A letter addressed to Health Minister Audrey Gordon, which was obtained by CBC, was signed by 45 doctors at the Grace who express concerns about a lack of oversight for patients in the medicine in-patient ward at that hospital after hours.
Those roughly 100 patients could rapidly decline at any moment, warns the letter, dated Thursday.
"We cannot emphasize enough that patient safety remains severely compromised at the Grace Hospital because of the current inadequate response and commitment to properly fund a position," the letter says.
"This is below the standard of medical care that Manitobans deserve."
The doctors say physicians who helped provide overnight coverage for patients were removed from the medicine in-patient ward at Grace in the spring of 2022 for a number of reasons.
"Subsequently, there has been an increase in baseline safety concerns with a rise in critical incident reports," the letter says.
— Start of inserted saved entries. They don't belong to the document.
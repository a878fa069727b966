//! Dial Retry Policy
//!
//! Exponential backoff with jitter for retrying a session open whose dial
//! failed. Sessions never reconnect on their own; this is a caller-side
//! policy applied before a session exists.

use std::future::Future;
use std::time::Duration;

use rand::Rng;
use tokio_util::sync::CancellationToken;

use super::session::SessionError;
use crate::domain::streaming::StreamTopic;
use crate::infrastructure::metrics;

/// Configuration for retry behavior.
#[derive(Debug, Clone, Copy, PartialEq)]
pub struct RetryConfig {
    /// Delay before the first retry.
    pub initial_delay: Duration,
    /// Upper bound on the delay between retries.
    pub max_delay: Duration,
    /// Growth factor applied to the delay after each retry.
    pub multiplier: f64,
    /// Jitter as a fraction of the delay (0.1 = ±10%).
    pub jitter_factor: f64,
    /// Retries allowed after the first failure (0 = unlimited).
    pub max_attempts: u32,
}

impl Default for RetryConfig {
    fn default() -> Self {
        Self {
            initial_delay: Duration::from_millis(500),
            max_delay: Duration::from_secs(30),
            multiplier: 2.0,
            jitter_factor: 0.1,
            max_attempts: 5,
        }
    }
}

/// Backoff state for one sequence of retries.
#[derive(Debug)]
pub struct RetryPolicy {
    config: RetryConfig,
    current_delay: Duration,
    attempt_count: u32,
}

impl RetryPolicy {
    /// Create a new retry policy.
    #[must_use]
    pub const fn new(config: RetryConfig) -> Self {
        Self {
            current_delay: config.initial_delay,
            config,
            attempt_count: 0,
        }
    }

    /// Delay before the next retry, or `None` once attempts are exhausted.
    #[must_use]
    pub fn next_delay(&mut self) -> Option<Duration> {
        if self.config.max_attempts > 0 && self.attempt_count >= self.config.max_attempts {
            return None;
        }
        self.attempt_count += 1;

        let delay = self.apply_jitter(self.current_delay);

        #[allow(clippy::cast_precision_loss)]
        let scaled = (self.current_delay.as_millis() as f64 * self.config.multiplier).round();
        let next_millis = if scaled.is_finite() && scaled > 0.0 {
            #[allow(clippy::cast_possible_truncation, clippy::cast_sign_loss)]
            {
                scaled as u128
            }
        } else {
            0
        };
        let capped = next_millis.min(self.config.max_delay.as_millis());
        self.current_delay = Duration::from_millis(u64::try_from(capped).unwrap_or(u64::MAX));

        Some(delay)
    }

    /// Retries handed out so far.
    #[must_use]
    pub const fn attempt_count(&self) -> u32 {
        self.attempt_count
    }

    fn apply_jitter(&self, duration: Duration) -> Duration {
        if self.config.jitter_factor <= 0.0 {
            return duration;
        }

        #[allow(clippy::cast_precision_loss)]
        let base_millis = duration.as_millis() as f64;
        let range = base_millis * self.config.jitter_factor;
        let jitter: f64 = rand::rng().random_range(-range..=range);
        let adjusted = (base_millis + jitter).max(1.0);

        #[allow(clippy::cast_possible_truncation, clippy::cast_sign_loss)]
        let adjusted_millis = adjusted as u64;
        Duration::from_millis(adjusted_millis)
    }
}

/// Error type for retried opens.
#[derive(Debug, thiserror::Error)]
pub enum RetryError {
    /// The failure cannot be fixed by retrying.
    #[error("session open rejected: {0}")]
    Rejected(#[source] SessionError),

    /// Every allowed attempt failed.
    #[error("session open failed after {attempts} attempts: {last}")]
    Exhausted {
        /// Attempts made, including the first.
        attempts: u32,
        /// Error from the final attempt.
        last: SessionError,
    },

    /// Shutdown was requested while waiting to retry.
    #[error("shutdown requested while retrying")]
    Cancelled,
}

/// Run `open` until it succeeds, backing off between dial failures.
///
/// Invalid targets are returned at once. Cancelling `shutdown` aborts the
/// wait between attempts.
///
/// # Errors
///
/// Returns [`RetryError`] when the target is rejected, the attempts run out,
/// or shutdown is requested.
pub async fn open_with_retry<T, F, Fut>(
    topic: StreamTopic,
    config: RetryConfig,
    shutdown: &CancellationToken,
    mut open: F,
) -> Result<T, RetryError>
where
    F: FnMut() -> Fut,
    Fut: Future<Output = Result<T, SessionError>>,
{
    let mut policy = RetryPolicy::new(config);

    loop {
        let error = match open().await {
            Ok(opened) => return Ok(opened),
            Err(e @ SessionError::InvalidTarget(_)) => return Err(RetryError::Rejected(e)),
            Err(e) => e,
        };

        let Some(delay) = policy.next_delay() else {
            return Err(RetryError::Exhausted {
                attempts: policy.attempt_count() + 1,
                last: error,
            });
        };

        tracing::warn!(
            topic = %topic,
            error = %error,
            attempt = policy.attempt_count(),
            delay_ms = u64::try_from(delay.as_millis()).unwrap_or(u64::MAX),
            "Session open failed, retrying"
        );
        metrics::record_dial_retry(topic);

        tokio::select! {
            () = shutdown.cancelled() => return Err(RetryError::Cancelled),
            () = tokio::time::sleep(delay) => {}
        }
    }
}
A temporary model was put into place this winter where a hospitalist — a physician who cares for in-patients — would help provide overnight coverage, but this model of care is set to end at the end of this month, and only served to provide a response to patients who already deteriorated, the doctors said.
The physicians submitted briefing notes to the Winnipeg Regional Health Authority to address the current staffing model and approve a new, more complete one "to help augment our ability to provide safe overnight patient care," the letter said.
They requested urgent funding for an overnight hospitalist to meet the standard of care that's already available in other wards across the health authority, including at Health Sciences Centre and St. Boniface Hospital, according to the letter.
The proposal was approved, but retracted days later, it alleges.
When contacted by CBC, a spokesperson for the health authority said additional overnight resources for the hospital's acute medicine ward were approved last week, but didn't say how long it could take to fill the open positions.
Candace Bradshaw, the president of Doctors Manitoba, says similar stories have come out across the province.
"That is one perfect example of what's going on broadly within the health-care system and how it affects physicians in Manitoba," she said in an interview on Friday.
"You get to a point where you express your concerns over and over again verbally, in writing and don't get a response and you're not sure why. This has now gone on for a few months for them and in other areas of the system, and you're left wondering what else you can do."
NDP health critic Uzoma Asagwara called the letter concerning.
"The doctors are outlining a pretty scary situation at the Grace Hospital, an increase in critical incidents and an inability to provide the care that Manitobans depend on because they simply don't have the support needed to do so," they said following question period at the Manitoba legislature.
Gordon said at a news conference on Friday that she is under the impression the health authority has already approved staffing supports in the physician category for Grace Hospital.